A. This is a good question, missed by many Christians. There are two levels of meaning. First, the literal. The knowledge of good and evil is moral knowledge to discern, to refuse evil and choose good, based on the following:

Discern good and evil:
2 Sam 14:17 Then your maidservant said, ‘Please let the word of my lord the king be comforting, for as the angel of God, so is my lord the king to discern good and evil. And may the LORD your God be with you.’
• 1 Kgs 3:9 So give Your servant an understanding heart to judge Your people to discern between good and evil.
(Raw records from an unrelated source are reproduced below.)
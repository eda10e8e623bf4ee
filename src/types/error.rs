use serde::{ser::SerializeMap, Serialize};
use std::fmt::Display;

use super::validation::PasswordRule;

/// Every failure a client can observe from the API.
///
/// It is always serialized as `{ "error": "<message>" }`.
#[derive(Debug, Clone, Copy, PartialEq, Eq)]
pub enum Error {
  /// A required field is absent from the request body.
  MissingField(&'static str),
  /// The password does not comply with the password policy.
  WeakPassword(PasswordRule),
  DuplicateUsername,
  InvalidCredentials,
  /// The request body cannot be parsed into the expected shape.
  InvalidBody,
  /// The referenced article does not exist.
  UnknownArticle,
  NotFound(&'static str),
  /// No bearer token was presented on a protected route.
  AuthMissing,
  /// The bearer token was rejected, no matter why.
  AuthInvalid,
  ReadonlyMode,
  Internal,
}

impl Display for Error {
  fn fmt(&self, f: &mut std::fmt::Formatter<'_>) -> std::fmt::Result {
    match self {
      Self::MissingField(field) => write!(f, "Missing '{field}' in request body"),
      Self::WeakPassword(rule) => Display::fmt(rule, f),
      Self::DuplicateUsername => f.write_str("Username already taken"),
      Self::InvalidCredentials => f.write_str("Incorrect user_name or password"),
      Self::InvalidBody => f.write_str("Invalid request body"),
      Self::UnknownArticle => f.write_str("Article doesn't exist"),
      Self::NotFound(message) => f.write_str(message),
      Self::AuthMissing => f.write_str("Missing bearer token"),
      Self::AuthInvalid => f.write_str("Unauthorized request"),
      Self::ReadonlyMode => f.write_str(
        "This service is currently in read only mode. Please try again later.",
      ),
      Self::Internal => f.write_str("Internal server error"),
    }
  }
}

impl std::error::Error for Error {}

impl Serialize for Error {
  fn serialize<S>(&self, serializer: S) -> Result<S::Ok, S::Error>
  where
    S: serde::Serializer,
  {
    let mut map = serializer.serialize_map(Some(1))?;
    map.serialize_entry("error", &self.to_string())?;
    map.end()
  }
}
use error_stack::{Result, ResultExt};
use std::sync::Arc;
use thiserror::Error;

use crate::{
  config, database,
  http::jwt,
  store::{PgStore, Store},
};

/// Everything a request handler needs, shared across workers.
#[derive(Clone)]
pub struct App {
  pub jwt: jwt::Keys,
  pub store: Arc<dyn Store>,
}

#[derive(Debug, Error)]
#[error("Failed to initialize App struct")]
pub struct AppError;

impl App {
  /// Connects to the configured Postgres database.
  #[tracing::instrument(skip_all)]
  pub async fn new(cfg: &config::Server) -> Result<Self, AppError> {
    let pool = database::Pool::new(&cfg.db)
      .await
      .change_context(AppError)?;

    Ok(Self::with_store(&cfg.jwt, Arc::new(PgStore::new(pool))))
  }

  #[must_use]
  pub fn with_store(cfg: &config::Jwt, store: Arc<dyn Store>) -> Self {
    Self {
      jwt: jwt::Keys::new(cfg),
      store,
    }
  }
}

impl std::fmt::Debug for App {
  fn fmt(&self, f: &mut std::fmt::Formatter<'_>) -> std::fmt::Result {
    f.debug_struct("App")
      .field("jwt", &self.jwt)
      .finish_non_exhaustive()
  }
}
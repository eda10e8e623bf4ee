use serde::Deserialize;
use std::fmt::Display;
use std::str::FromStr;
use thiserror::Error;

#[derive(Debug, Clone, Deserialize)]
#[serde(default)]
pub struct Logging {
  /// How log lines are laid out in the console.
  ///
  /// **Environment variables**:
  /// - `QUILL_LOGGING_STYLE`
  pub style: LoggingStyle,
  /// Directives passed to [`tracing_subscriber::EnvFilter`].
  /// `RUST_LOG` overrides this value if it is set.
  ///
  /// **Environment variables**:
  /// - `QUILL_LOGGING_FILTER`
  pub filter: String,
}

impl Default for Logging {
  fn default() -> Self {
    Self {
      style: LoggingStyle::default(),
      filter: "info".into(),
    }
  }
}

#[derive(Debug, Default, Clone, Copy, PartialEq, Eq, Hash)]
pub enum LoggingStyle {
  Compact,
  #[default]
  Full,
  Pretty,
  Json,
}

impl Display for LoggingStyle {
  fn fmt(&self, f: &mut std::fmt::Formatter<'_>) -> std::fmt::Result {
    match self {
      Self::Compact => f.write_str("compact"),
      Self::Full => f.write_str("full"),
      Self::Pretty => f.write_str("pretty"),
      Self::Json => f.write_str("json"),
    }
  }
}

#[derive(Debug, Error)]
#[error("unknown {0:?} logging style")]
pub struct InvalidLoggingStyle(String);

impl FromStr for LoggingStyle {
  type Err = InvalidLoggingStyle;

  fn from_str(s: &str) -> Result<Self, Self::Err> {
    match s.to_lowercase().as_str() {
      "compact" => Ok(Self::Compact),
      "full" => Ok(Self::Full),
      "pretty" => Ok(Self::Pretty),
      "json" => Ok(Self::Json),
      _ => Err(InvalidLoggingStyle(s.to_string())),
    }
  }
}

impl<'de> Deserialize<'de> for LoggingStyle {
  fn deserialize<D>(deserializer: D) -> Result<Self, D::Error>
  where
    D: serde::Deserializer<'de>,
  {
    struct Visitor;

    impl serde::de::Visitor<'_> for Visitor {
      type Value = LoggingStyle;

      fn expecting(&self, f: &mut std::fmt::Formatter<'_>) -> std::fmt::Result {
        f.write_str("logging style")
      }

      fn visit_str<E>(self, v: &str) -> Result<Self::Value, E>
      where
        E: serde::de::Error,
      {
        LoggingStyle::from_str(v).map_err(serde::de::Error::custom)
      }
    }

    deserializer.deserialize_str(Visitor)
  }
}

#[cfg(test)]
mod tests {
  use super::*;
  use serde_test::Token;

  #[test]
  fn test_from_str_is_case_insensitive() {
    assert_eq!(LoggingStyle::from_str("PRETTY").unwrap(), LoggingStyle::Pretty);
    assert_eq!(LoggingStyle::from_str("json").unwrap(), LoggingStyle::Json);
    assert!(LoggingStyle::from_str("fancy").is_err());
  }

  #[test]
  fn test_deserialize() {
    serde_test::assert_de_tokens(&LoggingStyle::Compact, &[Token::Str("compact")]);
  }
}
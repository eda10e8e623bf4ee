use serde::{Deserialize, Serialize};
use std::fmt::{Debug, Display};

/// Keeps the raw sensitive data in memory but it cannot be
/// accidentally leaked through the console or logs.
#[derive(Clone, Copy, Default, PartialEq, Eq, PartialOrd, Ord, Hash, Deserialize, Serialize)]
#[serde(transparent)]
pub struct Sensitive<T>(T);

impl<T> Sensitive<T> {
  #[must_use]
  pub const fn new(value: T) -> Self {
    Self(value)
  }

  #[must_use]
  pub fn into_inner(self) -> T {
    self.0
  }
}

impl<T> Debug for Sensitive<T> {
  fn fmt(&self, f: &mut std::fmt::Formatter<'_>) -> std::fmt::Result {
    f.write_str("<hidden>")
  }
}

impl<T> Display for Sensitive<T> {
  fn fmt(&self, f: &mut std::fmt::Formatter<'_>) -> std::fmt::Result {
    f.write_str("<hidden>")
  }
}

impl<T> AsRef<T> for Sensitive<T> {
  fn as_ref(&self) -> &T {
    &self.0
  }
}

impl<T: AsRef<str>> Sensitive<T> {
  #[must_use]
  pub fn as_str(&self) -> &str {
    self.0.as_ref()
  }
}

impl<T> From<T> for Sensitive<T> {
  fn from(value: T) -> Self {
    Self(value)
  }
}

#[cfg(test)]
mod tests {
  use super::Sensitive;
  use serde_test::Token;

  #[test]
  fn test_fmt() {
    let value = Sensitive::new("hunter2");
    assert_eq!(value.to_string(), "<hidden>");
    assert_eq!(format!("{value:?}"), "<hidden>");
  }

  #[test]
  fn test_serde_is_transparent() {
    let value = Sensitive::new(String::from("hunter2"));
    serde_test::assert_tokens(&value, &[Token::Str("hunter2")]);
  }
}
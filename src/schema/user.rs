use chrono::{DateTime, Utc};
use serde::Serialize;
use sqlx::FromRow;

use crate::{
  database::{Connection, ErrorExt, Result},
  types::id::{marker::UserMarker, Id},
};

#[derive(Clone, FromRow, PartialEq, Eq)]
pub struct User {
  pub id: Id<UserMarker>,
  pub user_name: String,
  pub full_name: String,
  pub nickname: String,
  pub password_hash: String,
  pub date_created: DateTime<Utc>,
  pub date_modified: Option<DateTime<Utc>>,
}

/// Columns supplied by the caller when registering a user. The
/// identifier and creation date are assigned by the store.
#[derive(Debug, Clone, Copy)]
pub struct NewUser<'a> {
  pub user_name: &'a str,
  pub full_name: &'a str,
  pub nickname: &'a str,
  pub password_hash: &'a str,
}

/// The subset of [`User`] that is safe to show to anyone.
#[derive(Debug, Clone, PartialEq, Eq, Serialize)]
pub struct PublicUser {
  pub id: Id<UserMarker>,
  pub user_name: String,
  pub full_name: String,
  pub nickname: String,
  pub date_created: DateTime<Utc>,
}

impl From<&User> for PublicUser {
  fn from(user: &User) -> Self {
    Self {
      id: user.id,
      user_name: user.user_name.clone(),
      full_name: user.full_name.clone(),
      nickname: user.nickname.clone(),
      date_created: user.date_created,
    }
  }
}

impl std::fmt::Debug for User {
  fn fmt(&self, f: &mut std::fmt::Formatter<'_>) -> std::fmt::Result {
    f.debug_struct("User")
      .field("id", &self.id)
      .field("user_name", &self.user_name)
      .field("date_created", &self.date_created)
      .finish_non_exhaustive()
  }
}

impl User {
  #[tracing::instrument(skip(conn))]
  pub async fn by_name(conn: &mut Connection, user_name: &str) -> Result<Option<Self>> {
    sqlx::query_as::<_, Self>(r#"SELECT * FROM "quill_users" WHERE user_name = $1"#)
      .bind(user_name)
      .fetch_optional(conn)
      .await
      .into_db_error()
  }

  #[tracing::instrument(skip(conn))]
  pub async fn name_exists(conn: &mut Connection, user_name: &str) -> Result<bool> {
    sqlx::query_scalar::<_, bool>(
      r#"SELECT EXISTS (SELECT 1 FROM "quill_users" WHERE user_name = $1)"#,
    )
    .bind(user_name)
    .fetch_one(conn)
    .await
    .into_db_error()
  }

  #[tracing::instrument(skip(conn, new_user), fields(user_name = %new_user.user_name))]
  pub async fn insert(conn: &mut Connection, new_user: NewUser<'_>) -> Result<Self> {
    sqlx::query_as::<_, Self>(
      r#"INSERT INTO "quill_users" (user_name, full_name, nickname, password_hash)
         VALUES ($1, $2, $3, $4)
         RETURNING *"#,
    )
    .bind(new_user.user_name)
    .bind(new_user.full_name)
    .bind(new_user.nickname)
    .bind(new_user.password_hash)
    .fetch_one(conn)
    .await
    .into_db_error()
  }
}
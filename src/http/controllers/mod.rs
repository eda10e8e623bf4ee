use actix_web::{middleware::from_fn, web};

use super::auth::require_user;

pub mod articles;
pub mod auth;
pub mod comments;
pub mod users;

pub fn configure(cfg: &mut web::ServiceConfig) {
  cfg
    .service(web::scope("/api/auth").route("/login", web::post().to(auth::login)))
    .service(
      web::scope("/api/users")
        .route("", web::post().to(users::register))
        .route("/", web::post().to(users::register)),
    )
    .service(
      web::scope("/api/articles")
        .route("", web::get().to(articles::list))
        .service(
          web::scope("/{article_id}")
            .wrap(from_fn(require_user))
            .route("", web::get().to(articles::get))
            .route("/comments", web::get().to(articles::comments)),
        ),
    )
    .service(
      web::scope("/api/comments")
        .wrap(from_fn(require_user))
        .route("", web::post().to(comments::create)),
    );
}
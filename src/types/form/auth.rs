use serde::{Deserialize, Serialize};

use super::required;
use crate::types::Error;
use crate::util::Sensitive;

#[derive(Debug, Default, Deserialize)]
#[serde(default)]
pub struct LoginRequest {
  pub user_name: Option<String>,
  pub password: Option<Sensitive<String>>,
}

#[derive(Debug)]
pub struct ValidLogin {
  pub user_name: String,
  pub password: Sensitive<String>,
}

impl LoginRequest {
  pub fn validate(self) -> Result<ValidLogin, Error> {
    let user_name = required("user_name", self.user_name)?;
    let password = required("password", self.password.map(Sensitive::into_inner))?;
    Ok(ValidLogin {
      user_name,
      password: Sensitive::new(password),
    })
  }
}

#[derive(Debug, Serialize)]
pub struct LoginResponse {
  #[serde(rename = "authToken")]
  pub auth_token: String,
}

#[cfg(test)]
mod tests {
  use super::*;

  #[test]
  fn test_missing_fields_in_order() {
    let error = LoginRequest::default().validate().unwrap_err();
    assert_eq!(error, Error::MissingField("user_name"));

    let request = LoginRequest {
      user_name: Some("dunder".into()),
      password: Some(Sensitive::new(String::new())),
    };
    assert_eq!(request.validate().unwrap_err(), Error::MissingField("password"));
  }

  #[test]
  fn test_response_field_name() {
    let response = LoginResponse { auth_token: "token".into() };
    assert_eq!(
      serde_json::to_value(response).unwrap(),
      serde_json::json!({ "authToken": "token" })
    );
  }
}
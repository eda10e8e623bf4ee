pub mod error;
pub mod form;
pub mod id;
pub mod validation;

pub use error::Error;
use serde::Deserialize;

use super::required;
use crate::types::id::{marker::ArticleMarker, Id};
use crate::types::Error;

#[derive(Debug, Default, Deserialize)]
#[serde(default)]
pub struct Request {
  pub article_id: Option<Id<ArticleMarker>>,
  pub text: Option<String>,
}

#[derive(Debug)]
pub struct ValidComment {
  pub article_id: Id<ArticleMarker>,
  pub text: String,
}

impl Request {
  pub fn validate(self) -> Result<ValidComment, Error> {
    let article_id = self.article_id.ok_or(Error::MissingField("article_id"))?;
    let text = required("text", self.text)?;
    Ok(ValidComment { article_id, text })
  }
}
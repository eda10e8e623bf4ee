//! Persistence seam between the HTTP handlers and the database.
//!
//! Handlers only ever see `dyn Store`, which lets the same routes run
//! against Postgres in production and against [`MemoryStore`] in tests.
use async_trait::async_trait;

use crate::database::Result;
use crate::schema::{
  Article, ArticleView, CommentView, NewArticle, NewComment, NewUser, User,
};
use crate::types::id::{marker::ArticleMarker, Id};

pub mod memory;
pub mod postgres;

pub use memory::MemoryStore;
pub use postgres::PgStore;

#[async_trait]
pub trait UserStore: Send + Sync {
  /// Whether a user with exactly this (case-sensitive) name exists.
  async fn has_user_with_name(&self, user_name: &str) -> Result<bool>;

  async fn find_user_by_name(&self, user_name: &str) -> Result<Option<User>>;

  /// Stores a new user, assigning its id and creation date.
  ///
  /// Fails with [`UniqueViolation`] if the name was taken in the
  /// meantime.
  ///
  /// [`UniqueViolation`]: crate::database::Error::UniqueViolation
  async fn insert_user(&self, new_user: NewUser<'_>) -> Result<User>;
}

#[async_trait]
pub trait ArticleStore: Send + Sync {
  async fn list_articles(&self) -> Result<Vec<ArticleView>>;

  async fn find_article(&self, id: Id<ArticleMarker>) -> Result<Option<ArticleView>>;

  async fn insert_article(&self, new_article: NewArticle<'_>) -> Result<Article>;

  async fn list_comments(&self, article_id: Id<ArticleMarker>) -> Result<Vec<CommentView>>;

  async fn insert_comment(&self, new_comment: NewComment<'_>) -> Result<CommentView>;
}

pub trait Store: UserStore + ArticleStore {}

impl<T: UserStore + ArticleStore> Store for T {}
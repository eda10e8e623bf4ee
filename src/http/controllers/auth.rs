use actix_web::{
  web::{self, Json},
  HttpResponse,
};
use thiserror::Error as ThisError;

use crate::{
  http::Error,
  types::{self, form::auth},
  util::password,
  App,
};

#[derive(Debug, ThisError)]
#[error("Login attempt failed")]
struct LoginFailed;

#[tracing::instrument(skip_all, name = "http.auth.login")]
pub async fn login(
  app: web::Data<App>,
  form: Json<auth::LoginRequest>,
) -> Result<HttpResponse, Error> {
  let form = form.into_inner().validate()?;

  let Some(user) = app.store.find_user_by_name(&form.user_name).await? else {
    return Err(
      Error::from_context(types::Error::InvalidCredentials, LoginFailed)
        .attach_printable("unknown user"),
    );
  };

  if !password::verify(form.password, user.password_hash.clone()).await? {
    return Err(
      Error::from_context(types::Error::InvalidCredentials, LoginFailed)
        .attach_printable("wrong password"),
    );
  }

  let auth_token = app
    .jwt
    .issue(&user)
    .map_err(|e| Error::from_report(types::Error::Internal, e))?;

  Ok(HttpResponse::Ok().json(auth::LoginResponse { auth_token }))
}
For who is able to judge this great people of Yours?”
• Heb 5:14 But solid food is for the mature, who because of practice have their senses trained to discern good and evil.

Knowledge of good or evil:
Deut 1:39 Moreover, your little ones who you said would become a prey, and your sons, who this day have no knowledge of good or evil, shall enter there, and I will give it to them and they shall possess it.
• Isa 7:15-16 He will eat curds and honey at the time He knows enough to refuse evil and choose good. For before the boy will know enough to refuse evil and choose good, the land whose two kings you dread will be forsaken.

Second, the figurative. Good and evil is a figure of speech, an antithesis, a contrast of two things which are direct opposites. Biblical writers use two extremes to represent everything in between. A well-known example is Rom 8:38-39 For I am convinced that:
• neither death, nor life, i.e. all physical beings;
• nor angels, nor principalities, i.e. all spiritual beings;
• nor things present, nor things to come, i.e. all time;
• nor powers, i.e. all forms of power;
• nor height, nor depth, i.e. all space;
• nor any other created thing, a catch-all phrase;
will be able to separate us from the love of God, which is in Christ Jesus our Lord.

Here Paul used 10 things, including 4 pairs of antithesis, to indicate that nothing will be able to separate us from God’s love. Everything is included, with no exceptions. In Gen 3, good and evil is used as antithesis to represent all things in between; knowledge of good and evil therefore means all knowledge i.e. omniscience.